In 1986, Gov. Rudy Perpich appointed her as the primary woman on the bench in Ramsey County District Court. She didn’t join the family court for 2 years, nonetheless, because she desired to “get her bearings in the opposite areas of the law first,” Mary Ellen Klas said.
Robin Phillips, executive director of Minneapolis-based Advocates for Human Rights, appeared before Klas on pro bono cases when she was a young lawyer.
“She was fair, tough and intolerant of attempts to avoid liability on domestic-violence cases,’’ Phillips said. “She was known for taking pro bono cases very seriously and defending the rights of the economically marginalized.”
Klas was a conscientious and arranged jurist who was known to jot down personalized thank-you notes to every juror serving in her court, even following up with one juror’s employer — McDonald’s — to make sure she would receives a commission for the additional two days the trial lasted, Montalbano said.
Klas served on the bench for 14 years.
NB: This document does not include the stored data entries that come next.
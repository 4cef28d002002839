use crate::db::{self, now_stamp, Table};
use crate::model::{AffectedGroup, Choice, EventType};
use chrono::{DateTime, NaiveDateTime};
use rusqlite::Connection;
use serde::{Deserialize, Serialize};

pub const EVENT_CREATED_MESSAGE: &str = "Event created successfully";

#[derive(Debug, thiserror::Error)]
pub enum EventError {
    #[error("school {0} not found")]
    SchoolNotFound(i64),
    #[error("invalid datetime {0:?}")]
    BadDateTime(String),
    #[error("event ends before it starts")]
    EndsBeforeStart,
    #[error("title must not be empty")]
    EmptyTitle,
    #[error(transparent)]
    Storage(#[from] rusqlite::Error),
}

impl EventError {
    pub fn code(&self) -> &'static str {
        match self {
            Self::SchoolNotFound(_) => "not_found",
            Self::BadDateTime(_) | Self::EndsBeforeStart | Self::EmptyTitle => "bad_params",
            Self::Storage(_) => "db_insert_failed",
        }
    }
}

#[derive(Debug, Clone, Deserialize)]
#[serde(rename_all = "camelCase")]
pub struct NewEvent {
    pub school_id: i64,
    pub title: String,
    #[serde(default)]
    pub description: Option<String>,
    pub event_type: EventType,
    #[serde(default)]
    pub venue: Option<String>,
    pub start_datetime: String,
    #[serde(default)]
    pub end_datetime: Option<String>,
    #[serde(default)]
    pub affected_groups: Option<AffectedGroup>,
    pub created_by: i64,
}

#[derive(Debug, Clone, Serialize)]
#[serde(rename_all = "camelCase")]
pub struct EventItem {
    pub id: i64,
    pub school_id: i64,
    pub title: String,
    pub description: Option<String>,
    pub event_type: String,
    pub venue: Option<String>,
    pub start_datetime: String,
    pub end_datetime: Option<String>,
    pub affected_groups: Option<String>,
    pub created_by: i64,
    pub created_at: String,
    pub updated_at: String,
}

/// Accepts RFC 3339 (offset converted to UTC) or a naive ISO datetime, and
/// normalises to `YYYY-MM-DDTHH:MM:SS` so stored values sort as text.
pub fn parse_datetime(s: &str) -> Result<NaiveDateTime, EventError> {
    let s = s.trim();
    if let Ok(dt) = DateTime::parse_from_rfc3339(s) {
        return Ok(dt.naive_utc());
    }
    ["%Y-%m-%dT%H:%M:%S%.f", "%Y-%m-%d %H:%M:%S%.f", "%Y-%m-%dT%H:%M"]
        .iter()
        .find_map(|fmt| NaiveDateTime::parse_from_str(s, fmt).ok())
        .ok_or_else(|| EventError::BadDateTime(s.to_string()))
}

fn stamp(dt: NaiveDateTime) -> String {
    dt.format("%Y-%m-%dT%H:%M:%S").to_string()
}

pub fn create_event(conn: &Connection, ev: &NewEvent) -> Result<i64, EventError> {
    let title = ev.title.trim();
    if title.is_empty() {
        return Err(EventError::EmptyTitle);
    }
    let start = parse_datetime(&ev.start_datetime)?;
    let end = ev
        .end_datetime
        .as_deref()
        .map(parse_datetime)
        .transpose()?;
    if end.is_some_and(|end| end < start) {
        return Err(EventError::EndsBeforeStart);
    }
    if !db::row_exists(conn, Table::Schools, ev.school_id)? {
        return Err(EventError::SchoolNotFound(ev.school_id));
    }

    let now = now_stamp();
    conn.execute(
        "INSERT INTO event_items(school_id, title, description, event_type, venue,
                                 start_datetime, end_datetime, affected_groups,
                                 created_by, created_at, updated_at)
         VALUES(?, ?, ?, ?, ?, ?, ?, ?, ?, ?, ?)",
        rusqlite::params![
            ev.school_id,
            title,
            ev.description,
            ev.event_type.as_str(),
            ev.venue,
            stamp(start),
            end.map(stamp),
            ev.affected_groups.map(|g| g.as_str()),
            ev.created_by,
            now,
            now,
        ],
    )?;
    let id = conn.last_insert_rowid();
    tracing::info!(event_id = id, school_id = ev.school_id, "event created");
    Ok(id)
}

pub fn list_events(conn: &Connection) -> rusqlite::Result<Vec<EventItem>> {
    let mut stmt = conn.prepare(
        "SELECT id, school_id, title, description, event_type, venue,
                start_datetime, end_datetime, affected_groups,
                created_by, created_at, updated_at
         FROM event_items
         ORDER BY start_datetime, id",
    )?;
    let rows = stmt.query_map([], |r| {
        Ok(EventItem {
            id: r.get(0)?,
            school_id: r.get(1)?,
            title: r.get(2)?,
            description: r.get(3)?,
            event_type: r.get(4)?,
            venue: r.get(5)?,
            start_datetime: r.get(6)?,
            end_datetime: r.get(7)?,
            affected_groups: r.get(8)?,
            created_by: r.get(9)?,
            created_at: r.get(10)?,
            updated_at: r.get(11)?,
        })
    })?;
    rows.collect()
}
After reaching the mandatory judicial retirement age of 70 in 2000, she continued her advocacy work and used her years of experience in legal reform work and judicial training to help human-rights advocates in Central and Eastern Europe draft latest laws and establish legal systems to combat domestic violence, Mary Ellen Klas said.
She traveled to Bulgaria with the Minnesota Advocates for Human Rights six times to coach judges, police and legal professionals from Balkan countries, and to the Republic of Georgia, when she was in her 80s, she said.
“She embodied what it meant to make use of one’s authority and influence to deal with the insidious brutality that so many ladies face of their homes,’’ said Thomas, who traveled with Klas on lots of the trips as director of the Women’s Program on the Advocates for Human Rights. “So few powerful people do this.”
In an interview with the Pioneer Press in 2006, Klas said: “What have we left to fight for if human rights and human dignity and the rights of everyone — poor and wealthy — are usually not safeguarded equally? What do now we have left?”
Klas is survived by her daughters Mary Ellen Klas, Kathy Thames, Barbara Klas and Patricia Montalbano, and by her son, John Klas; 13 grandchildren; and one great-granddaughter.
A funeral Mass can be held at 10 a.m. July 10 on the Church of St. Thomas More in St. Paul, with visitation from 3 to six p.m. July 9 at Willwerscheid Funeral Home in St. Paul.